====== Data for processing

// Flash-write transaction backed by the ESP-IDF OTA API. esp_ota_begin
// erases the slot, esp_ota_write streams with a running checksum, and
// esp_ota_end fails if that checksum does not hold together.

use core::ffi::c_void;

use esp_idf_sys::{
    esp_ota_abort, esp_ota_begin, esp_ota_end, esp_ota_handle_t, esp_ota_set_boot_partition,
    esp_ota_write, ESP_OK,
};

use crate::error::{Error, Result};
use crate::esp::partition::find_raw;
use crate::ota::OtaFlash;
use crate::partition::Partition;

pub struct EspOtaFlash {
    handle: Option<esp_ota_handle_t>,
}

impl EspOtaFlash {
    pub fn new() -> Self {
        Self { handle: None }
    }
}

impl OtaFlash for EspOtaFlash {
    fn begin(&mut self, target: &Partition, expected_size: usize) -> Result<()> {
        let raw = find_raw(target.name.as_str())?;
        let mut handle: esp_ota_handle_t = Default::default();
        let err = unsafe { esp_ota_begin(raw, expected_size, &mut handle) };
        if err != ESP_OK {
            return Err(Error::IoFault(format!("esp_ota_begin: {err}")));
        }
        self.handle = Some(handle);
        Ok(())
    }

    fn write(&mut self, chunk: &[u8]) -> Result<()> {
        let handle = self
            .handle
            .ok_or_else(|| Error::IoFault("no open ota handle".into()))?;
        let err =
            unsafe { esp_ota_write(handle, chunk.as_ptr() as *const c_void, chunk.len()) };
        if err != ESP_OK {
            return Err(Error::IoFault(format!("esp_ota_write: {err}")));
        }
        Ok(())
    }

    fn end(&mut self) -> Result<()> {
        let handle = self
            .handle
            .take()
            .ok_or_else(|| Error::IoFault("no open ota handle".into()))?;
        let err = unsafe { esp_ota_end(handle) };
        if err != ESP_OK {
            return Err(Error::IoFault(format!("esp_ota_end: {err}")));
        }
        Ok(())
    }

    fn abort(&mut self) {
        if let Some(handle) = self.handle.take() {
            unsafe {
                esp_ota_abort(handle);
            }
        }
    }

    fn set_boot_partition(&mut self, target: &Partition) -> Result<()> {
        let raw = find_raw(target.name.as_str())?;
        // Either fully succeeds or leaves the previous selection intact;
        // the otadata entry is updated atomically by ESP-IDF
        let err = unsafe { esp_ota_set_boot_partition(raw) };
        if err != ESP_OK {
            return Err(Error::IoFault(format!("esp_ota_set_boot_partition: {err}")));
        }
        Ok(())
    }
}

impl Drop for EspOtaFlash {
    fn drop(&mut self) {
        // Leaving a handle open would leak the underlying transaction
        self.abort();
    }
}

============

▶ _Exercise instructions_: Of the lines above, extract only those from the line with "fn write(&mut self, chunk: &[u8])" to the line with "previous selection intact;", both included, exactly as written.

▶ _Reply_:
    fn write(&mut self, chunk: &[u8]) -> Result<()> {
        let handle = self
            .handle
            .ok_or_else(|| Error::IoFault("no open ota handle".into()))?;
        let err =
            unsafe { esp_ota_write(handle, chunk.as_ptr() as *const c_void, chunk.len()) };
        if err != ESP_OK {
            return Err(Error::IoFault(format!("esp_ota_write: {err}")));
        }
        Ok(())
    }

    fn end(&mut self) -> Result<()> {
        let handle = self
            .handle
            .take()
            .ok_or_else(|| Error::IoFault("no open ota handle".into()))?;
        let err = unsafe { esp_ota_end(handle) };
        if err != ESP_OK {
            return Err(Error::IoFault(format!("esp_ota_end: {err}")));
        }
        Ok(())
    }

    fn abort(&mut self) {
        if let Some(handle) = self.handle.take() {
            unsafe {
                esp_ota_abort(handle);
            }
        }
    }

    fn set_boot_partition(&mut self, target: &Partition) -> Result<()> {
        let raw = find_raw(target.name.as_str())?;
        // Either fully succeeds or leaves the previous selection intact;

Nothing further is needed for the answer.